Think About It

“Michigan is an embarrassing outlier on openness in government . . .”

by guest columnist, Gerald Wilgrus

State Senator Steve Bieda is correct when he said that, and it is far more correct that we can imagine.  In November 2015, The Center for Public Integrity released its State Integrity Investigation in which our Michigan ranked dead last, 50th out of the 50 states.  Openness, accountability, and accessible disclosure are so fundamental to good governance that Michigan’s lack in these areas must be considered to be anti-democratic.  Beyond this matter of how our government works for us all are issues for our Democratic Party and its ability to win elections.

First, of the 13 categories studied, Michigan fails in 10 of them, especially in Executive, Legislative and Judicial accountability as well as State Pension Fund Management.  Transparency and accountability within those four categories is nil.  Weak or non-existent governmental disclosure laws combined with a lack of enforcement authority allows poor governance to thrive while lack of transparency in management of Michigan’s pension fund has only one outcome, the lack of fiduciary responsibility to properly manage member’s pensions.

Of course we know the examples, but we need to remind ourselves of the anti-democratic environment of Michigan’s government:

  • Ignorant Emergency Managers are unaccountable to their communities. These are bottom-line bean counters who put communities at risk through such actions as delivering drinking water that exceeds the allowable lead level of industrial wastewater.
  • The pay-to-play corruption of lobbyist contributions and gifts to legislators who are not required to disclose those who pay for influence.
  • The non-democratic exemption from the Freedom of Information Act that our legislators and the governor’s office have voted for themselves.
  • The dark money with no transparency allowed to interfere with elections, including Judicial elections for Michigan’s Supreme Court.
  • A toothless state Ethics Board.
  • Cronyism and favoritism as accepted practices in the Legislature, the judiciary and the governor’s office. This has resulted in top officials in departments being influenced to set aside the public’s interest. It is not hard to see in departments like the Department of Environmental Quality (DEQ) which treats corporations as customers, not regulated entities, and acts as apologists when corporate abuse surfaces.

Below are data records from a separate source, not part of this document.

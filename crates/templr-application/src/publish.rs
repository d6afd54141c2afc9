//! Publishing a new template: authorization, upload, listing creation.

use crate::asset_uploader::AssetUploader;
use crate::listing_mutator::ListingMutator;
use std::sync::Arc;
use std::time::Duration;
use templr_core::listing::{Category, NewListing, Price};
use templr_core::session::Session;
use templr_core::storage::UploadFile;
use templr_core::{Result, TemplrError, TimeoutKind};

/// What the creator filled in on the upload form.
#[derive(Debug, Clone, Default)]
pub struct PublishRequest {
    pub title: String,
    pub category: Option<Category>,
    pub description: String,
    /// Raw price input; blank means free
    pub price: Option<String>,
    /// Asset to upload, if any
    pub file: Option<UploadFile>,
    /// Used as the download URL when no file is uploaded
    pub external_link: Option<String>,
}

/// Runs the publish flow for a signed-in creator.
pub struct PublishUseCase {
    uploader: Arc<AssetUploader>,
    mutator: Arc<ListingMutator>,
    uploads_prefix: String,
    deadline: Duration,
}

impl PublishUseCase {
    pub fn new(
        uploader: Arc<AssetUploader>,
        mutator: Arc<ListingMutator>,
        uploads_prefix: impl Into<String>,
        deadline: Duration,
    ) -> Self {
        Self {
            uploader,
            mutator,
            uploads_prefix: uploads_prefix.into(),
            deadline,
        }
    }

    /// Validates the request, uploads its asset and creates a pending listing.
    ///
    /// # Returns
    ///
    /// The id of the created listing.
    ///
    /// # Errors
    ///
    /// - `SignInRequired` without a session, before anything else
    /// - `InvalidInput` for a missing title, category, or asset/link
    /// - any upload error; `Timeout` with [`TimeoutKind::Deadline`] if the
    ///   whole upload outlives the deadline
    pub async fn publish<P>(
        &self,
        session: Option<&Session>,
        request: PublishRequest,
        on_progress: P,
    ) -> Result<String>
    where
        P: FnMut(f64) + Send,
    {
        let session = session.ok_or_else(|| {
            TemplrError::SignInRequired("Sign in to publish a template".to_string())
        })?;

        if request.title.trim().is_empty() {
            return Err(TemplrError::invalid_input("Title is required"));
        }
        let category = request
            .category
            .ok_or_else(|| TemplrError::invalid_input("Category is required"))?;
        let external_link = request
            .external_link
            .filter(|link| !link.trim().is_empty());
        if request.file.is_none() && external_link.is_none() {
            return Err(TemplrError::invalid_input(
                "Choose a file to upload or provide an external link",
            ));
        }

        let mut listing = NewListing {
            title: request.title,
            category: Some(category),
            description: request.description,
            price: Price::from_input(request.price.as_deref()),
            image_url: None,
            file_url: external_link,
            file_name: None,
            file_type: None,
        };

        if let Some(file) = request.file {
            let destination = format!(
                "{}/{}_{}",
                self.uploads_prefix.trim_end_matches('/'),
                chrono::Utc::now().timestamp_millis(),
                file.name
            );
            let url = self.upload_within_deadline(&file, &destination, on_progress).await?;

            if file.is_image() {
                listing.image_url = Some(url.clone());
            }
            listing.file_type = file.extension().map(str::to_string);
            listing.file_name = Some(file.name.clone());
            listing.file_url = Some(url);
        }

        self.mutator
            .create_listing(listing, session.display_name.as_deref())
            .await
    }

    async fn upload_within_deadline<P>(
        &self,
        file: &UploadFile,
        destination: &str,
        on_progress: P,
    ) -> Result<String>
    where
        P: FnMut(f64) + Send,
    {
        match tokio::time::timeout(
            self.deadline,
            self.uploader.upload(file, destination, on_progress),
        )
        .await
        {
            Ok(result) => result,
            Err(_) => {
                tracing::warn!(
                    "[PublishUseCase] Upload to {} exceeded {:?}",
                    destination,
                    self.deadline
                );
                Err(TemplrError::timeout(
                    TimeoutKind::Deadline,
                    self.deadline,
                    format!("Upload to {} did not finish in time", destination),
                ))
            }
        }
    }
}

The result of all this is corruption in plain sight that is a feature, and not a bug, within our political system. And, to be blunt, lack of transparency and accountability is a tool to disenfranchise people’s involvement with our government when the only voices that are acted upon are those backed by money. This fuels the perception by lower-income voters that there is no difference between political parties and they fail to show up to vote [Leighley and Nagler, “Who Votes Now? Demographics, Issues, Inequality, and Turnout in the United States”]. Yet, there is the positive aspect of more open government: that when voters gain more information and trust government they shift to support more liberal policies and parties. In the current system, and with policies in place that eliminate accountability and openness, lack of trust in government presents us with the fact that low-income and middle-income voters don’t realize that conservatives are fleecing them. This offers both an opportunity and a problem for Democrats.The opportunity is that openness and accountability can eventually lead to engaged voters with more information who will see the differences between Democrat and republican governance and will vote that difference. How to do it?

  •  Rescind PA 4, the emergency manager act, and limit the authority of these managers to fiscal matters that requires the approval of local political authority to execute.
  • Require full disclosure from all levels of state government of; campaign donations, gifts from lobbyists, and financial interests in entities with issues before the legislature or the courts. Require recusal for even the appearance of conflicts of interest.
    • To enforce this, provide the Secretary of State as well as the Ethics Board with the legal ability to initiate investigations and recommend legal action. Provide them with subpoena powers.
    • Provide real and draconian penalties for those in government not complying with full disclosure and recusal.
  • The Robert’s court expressly invited full disclosure in Citizen’s United: let’s use it. Full disclosure of all money used for political purposes needs to be required, again, with harsh penalties for any failure to disclose.
  • Require disclosure of all legislation derived from special interests, such as the legislation provided to conservative politicians by ALEC.
  • Legislate to afford civil service protection to all top officials of state departments.
  • Roll back privatization without direct public accountability. Ethically, if we chose to imprison somebody we have the direct responsibility for them: eliminate privatization of all penal functions. Make it impossible for charter schools to be managed by for-profit entities making management by local school boards mandatory.

Sounds good? But there is the problem of this being a long-term strategy that can suffer from incrementalism by right leaning Democrats who continually caution that the perfect is the enemy of the good. Yet, to be effective, laws that promote openness and accountability need to be insurmountable and whole. To implement them piecemeal is incrementalism. And, we can judge just how Democratic incrementalism practiced at the national level confirmed for the casual voter that without effective change there appears to be no difference between the political parties. Remember 2014? Embrace incrementalism at the state level and we will be associated in the minds of voters as republican-lite. “We will hurt you less than republicans” is not a winning campaign promise. Act like we mean to represent the public’s interests.

But, how to sell the Democratic idea of good governance? We also need to recognize that voters are lazy: we can explain our good ideas all we wish, but in the end the simple, emotional, arguments win out, regardless of the underlying truth in the appeals. Yep, “death panels” were a crock when the real death panels are the insurance companies, but we had no countervailing, simple to express, emotional argument. Here we have a good emotional argument, but will we use it? Republicans ARE fleecing low and middle income earners and nobody likes to feel like a chump. Openness and accountability are payback. But, regardless of how we play the issue, it is important to our long-term success that we promote open and accountable governance as a defining difference between the parties and demonstrate the Democratic governance is capable of improving the lives of Michigan’s citizens.